If you make and keep my life horrible then, when I can tell the truth, it will be a horrible truth; it will not sound good or look good or, God willing, feel good for you, either. There is nothing good about the evils of a life forced into useless and impotent drift and privation.

Jordan is writing in the aftermath of the 1980 Miami riots that took place in May following the acquittal of four Miami-Dade police officers in the death of Arthur McDuffie.  McDuffie, an African-American, died from injuries sustained at the hands of four white officers trying to arrest him after a high-speed chase. The officers were tried and acquitted for manslaughter and evidence tampering, among other charges. Subsequently, a riot broke out in Miami.  In 1981 Dade County paid McDuffie's family a settlement of $1.1 million after they filed a civil lawsuit against the officials.

Jordan is reacting to the voices that, like Blitzer and Rawlings-Blake, and Obama, urge calm and peace, and condemn violence as not only criminal, but also inexplicable and irrational — beyond the sphere of “civilized” behavior.  But they just don’t understand a world in which simple existence is hard enough, even without the state consistently enacting its own brand of violence.  Over and over again.
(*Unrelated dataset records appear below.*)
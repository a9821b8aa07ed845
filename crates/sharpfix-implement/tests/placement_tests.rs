use super::*;
use crate::fixtures::{Fixture, program_with};
use sharpfix_symbols::{
    AttributeData, Parameter, PropertySignature, TypeKind, TypeRef, TypeSymbolId,
};
use sharpfix_syntax::{MemberDeclarationKind, OutlineBuilder, TypeAnchor};

const THROWING_M: &str = "    public void M()
    {
        throw new NotImplementedException();
    }";

/// `Class : IInterface` in `text`, with `outline` adding member anchors,
/// hidden regions or a missing body to the declaration.
fn class_document(
    text: &str,
    interface_members: impl FnOnce(&mut Fixture, TypeSymbolId),
    outline: impl FnOnce(OutlineBuilder, TypeAnchor) -> OutlineBuilder,
) -> (Fixture, Diagnostic) {
    let mut f = Fixture::new();
    let iface = f.arena.add_interface("IInterface");
    interface_members(&mut f, iface);
    let class = f
        .arena
        .build_type("Class", TypeKind::Class)
        .interface(TypeRef::named(iface))
        .finish();
    let anchor = TypeAnchor::new(class, "class Class").base("IInterface");
    f.add_document(outline(OutlineBuilder::new("Program.cs", text), anchor));
    let diagnostic = f.diagnostic("Program.cs", "IInterface");
    (f, diagnostic)
}

fn method_m(f: &mut Fixture, iface: TypeSymbolId) {
    f.arena.add_method(iface, "M", TypeRef::void(), Vec::new());
}

fn plain(builder: OutlineBuilder, anchor: TypeAnchor) -> OutlineBuilder {
    builder.type_decl(anchor)
}

#[test]
fn test_missing_body_gets_braces() {
    let (f, diagnostic) = class_document(
        "using System;\n\nclass Class : IInterface\n",
        method_m,
        |builder, anchor| builder.type_decl(anchor.without_body()),
    );

    assert_eq!(f.apply(&diagnostic, 0), program_with(THROWING_M));
}

#[test]
fn test_single_line_body_is_expanded() {
    let (f, diagnostic) = class_document(
        "using System;\n\nclass Class : IInterface { }\n",
        method_m,
        plain,
    );

    assert_eq!(f.apply(&diagnostic, 0), program_with(THROWING_M));
}

const WITH_FIELD_AND_METHOD: &str = "using System;

class Class : IInterface
{
    private int count;

    public void Existing()
    {
    }
}
";

fn field_and_method(builder: OutlineBuilder, anchor: TypeAnchor) -> OutlineBuilder {
    builder.type_decl(
        anchor
            .member(MemberDeclarationKind::Field, "private int count;")
            .member(MemberDeclarationKind::Method, "public void Existing()"),
    )
}

fn method_then_property(f: &mut Fixture, iface: TypeSymbolId) {
    f.arena.add_method(iface, "M", TypeRef::void(), Vec::new());
    f.arena
        .add_property(iface, "P", PropertySignature::get_only(TypeRef::int()));
}

#[test]
fn test_members_join_their_own_kind() {
    let (f, diagnostic) =
        class_document(WITH_FIELD_AND_METHOD, method_then_property, field_and_method);

    let expected = "using System;

class Class : IInterface
{
    private int count;

    public int P
    {
        get
        {
            throw new NotImplementedException();
        }
    }

    public void Existing()
    {
    }

    public void M()
    {
        throw new NotImplementedException();
    }
}
";
    assert_eq!(f.apply(&diagnostic, 0), expected);
}

#[test]
fn test_at_the_end_keeps_generation_order() {
    let (mut f, diagnostic) =
        class_document(WITH_FIELD_AND_METHOD, method_then_property, field_and_method);
    f.options.insertion_behavior = InsertionBehavior::AtTheEnd;

    let expected = "using System;

class Class : IInterface
{
    private int count;

    public void Existing()
    {
    }

    public void M()
    {
        throw new NotImplementedException();
    }

    public int P
    {
        get
        {
            throw new NotImplementedException();
        }
    }
}
";
    assert_eq!(f.apply(&diagnostic, 0), expected);
}

#[test]
fn test_com_import_interface_keeps_member_order() {
    let (f, diagnostic) = class_document(
        "using System;\n\nclass Class : IInterface\n{\n}\n",
        |f, iface| {
            method_then_property(f, iface);
            let com_import = AttributeData::new(f.core.com_import_attribute);
            if let Some(symbol) = f.arena.type_mut(iface) {
                symbol.attributes.push(com_import);
            }
        },
        plain,
    );

    let applied = f.apply(&diagnostic, 0);

    let m = applied.find("public void M()").expect("method");
    let p = applied.find("public int P").expect("property");
    assert!(m < p);
}

#[test]
fn test_hidden_body_offers_no_actions() {
    let (f, diagnostic) = class_document(
        "using System;\n\nclass Class : IInterface\n{\n}\n",
        method_m,
        |builder, anchor| builder.type_decl(anchor).hidden("{", "}"),
    );

    assert!(f.service().strategies(&diagnostic).expect("resolves").is_empty());
    assert_eq!(f.service().code_actions(&diagnostic), Ok(Vec::new()));
    assert!(matches!(
        f.service().apply(&diagnostic, 0),
        Err(ImplementError::NoActionAvailable { .. })
    ));
}

#[test]
fn test_hidden_member_falls_back_to_body_start() {
    let text = "using System;

class Class : IInterface
{
    public void Existing()
    {
    }
}
";
    let (f, diagnostic) = class_document(text, method_m, |builder, anchor| {
        builder
            .type_decl(anchor.member(MemberDeclarationKind::Method, "public void Existing()"))
            .hidden("public void Existing()", "    }")
    });

    let expected = "using System;

class Class : IInterface
{
    public void M()
    {
        throw new NotImplementedException();
    }

    public void Existing()
    {
    }
}
";
    assert_eq!(f.apply(&diagnostic, 0), expected);
}

#[test]
fn test_members_indent_inside_namespace() {
    let text = "using System;

namespace App
{
    class Class : IInterface
    {
    }
}
";
    let mut f = Fixture::new();
    let iface = f.arena.add_interface("IInterface");
    method_m(&mut f, iface);
    let class = f
        .arena
        .build_type("Class", TypeKind::Class)
        .namespace("App")
        .interface(TypeRef::named(iface))
        .finish();
    f.add_document(
        OutlineBuilder::new("Program.cs", text)
            .type_decl(TypeAnchor::new(class, "class Class").base("IInterface")),
    );
    let diagnostic = f.diagnostic("Program.cs", "IInterface");

    let expected = "using System;

namespace App
{
    class Class : IInterface
    {
        public void M()
        {
            throw new NotImplementedException();
        }
    }
}
";
    assert_eq!(f.apply(&diagnostic, 0), expected);
}

#[test]
fn test_tab_indentation() {
    let (mut f, diagnostic) = class_document(
        "using System;\n\nclass Class : IInterface\n{\n}\n",
        method_m,
        plain,
    );
    f.options.indentation.insert_spaces = false;

    assert_eq!(
        f.apply(&diagnostic, 0),
        program_with("\tpublic void M()\n\t{\n\t\tthrow new NotImplementedException();\n\t}")
    );
}

#[test]
fn test_using_added_at_top_of_file_without_usings() {
    let (f, diagnostic) =
        class_document("class Class : IInterface\n{\n}\n", method_m, plain);

    assert_eq!(f.apply(&diagnostic, 0), program_with(THROWING_M));
}

#[test]
fn test_type_qualified_when_imports_disabled() {
    let (mut f, diagnostic) =
        class_document("class Class : IInterface\n{\n}\n", method_m, plain);
    f.options.add_imports = false;

    let expected = "class Class : IInterface
{
    public void M()
    {
        throw new System.NotImplementedException();
    }
}
";
    assert_eq!(f.apply(&diagnostic, 0), expected);
}

#[test]
fn test_usings_inserted_in_system_first_order() {
    let text = "using System.Collections;\n\nclass Class : IInterface\n{\n}\n";
    let (f, diagnostic) = class_document(
        text,
        |f, iface| {
            f.arena.add_method(
                iface,
                "M",
                TypeRef::void(),
                vec![Parameter::new("x", TypeRef::int()).optional()],
            );
        },
        plain,
    );

    let expected = "using System;
using System.Collections;
using System.Runtime.InteropServices;

class Class : IInterface
{
    public void M([Optional] int x)
    {
        throw new NotImplementedException();
    }
}
";
    assert_eq!(f.apply(&diagnostic, 0), expected);
}

#[test]
fn test_usings_inserted_alphabetically_when_file_is_not_system_first() {
    let text = "using Alpha;\nusing System.IO;\n\nclass Class : IInterface\n{\n}\n";
    let (f, diagnostic) = class_document(text, method_m, plain);

    let expected = format!(
        "using Alpha;\nusing System;\nusing System.IO;\n\nclass Class : IInterface\n{{\n{THROWING_M}\n}}\n"
    );
    assert_eq!(f.apply(&diagnostic, 0), expected);
}

#[test]
fn test_system_order_comparers() {
    use crate::imports::{alphabetical_order, system_first_order};
    use std::cmp::Ordering;

    assert_eq!(system_first_order("System.Linq", "Alpha"), Ordering::Less);
    assert_eq!(system_first_order("System", "System.Linq"), Ordering::Less);
    assert_eq!(system_first_order("Beta", "alpha"), Ordering::Greater);
    assert_eq!(alphabetical_order("System.Linq", "Alpha"), Ordering::Greater);
    assert_eq!(alphabetical_order("abc", "ABC"), Ordering::Greater);
}

#[test]
fn test_hidden_single_line_body_offers_no_actions() {
    let (f, diagnostic) = class_document(
        "using System;\n\nclass Class : IInterface { }\n",
        method_m,
        |builder, anchor| builder.type_decl(anchor).hidden("class Class", "}"),
    );

    assert!(f.titles(&diagnostic).is_empty());
}

#[test]
fn test_trailing_line_comment_stays_with_its_member() {
    let text = "using System;

class Class : IInterface
{
    public void Existing() { } // keep
}
";
    let (f, diagnostic) = class_document(text, method_m, |builder, anchor| {
        builder.type_decl(anchor.member(MemberDeclarationKind::Method, "public void Existing()"))
    });

    let expected = "using System;

class Class : IInterface
{
    public void Existing() { } // keep

    public void M()
    {
        throw new NotImplementedException();
    }
}
";
    assert_eq!(f.apply(&diagnostic, 0), expected);
}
As we saw again in Miami nine years later, in 1989, when “the Colombian-born officer, William Lozano, face[d] two counts of manslaughter in the shooting of the 23-year-old motorcyclist, Clement Lloyd, as he was being chased by the police last Jan. 16, and the death of his passenger, Allan Blanchard, 24, who was fatally injured when the motorcycle crashed." As the New York Times noted in its reportage of that riot, “Four times in the 1980's the slaying of blacks by police officers or subsequent verdicts of not guilty in the officers' trials have touched off racial violence in Miami.”

One can easily trace the historical record further back to see the persistence of this pattern of state violence, and then take the narrative forward in time, into the police wagon where Freddie Gray was given a “nickel ride” that likely killed him. The arrogance and ignorance of those who wag their fingers at rioters who react with rage and anger, and direct their expressions of grief outwardly after seeing this history manifesting its evil upon their fathers, uncles, brothers, mothers, sisters, aunts and cousins, their neighbors and friends, over and over again, is appalling.  To borrow from DeRay McKesson, I say this not to condone violence, but to try to understand it, and we need to understand it if we are going to address its causes.  Until we do, how in the world can we expect this not to happen over and over again?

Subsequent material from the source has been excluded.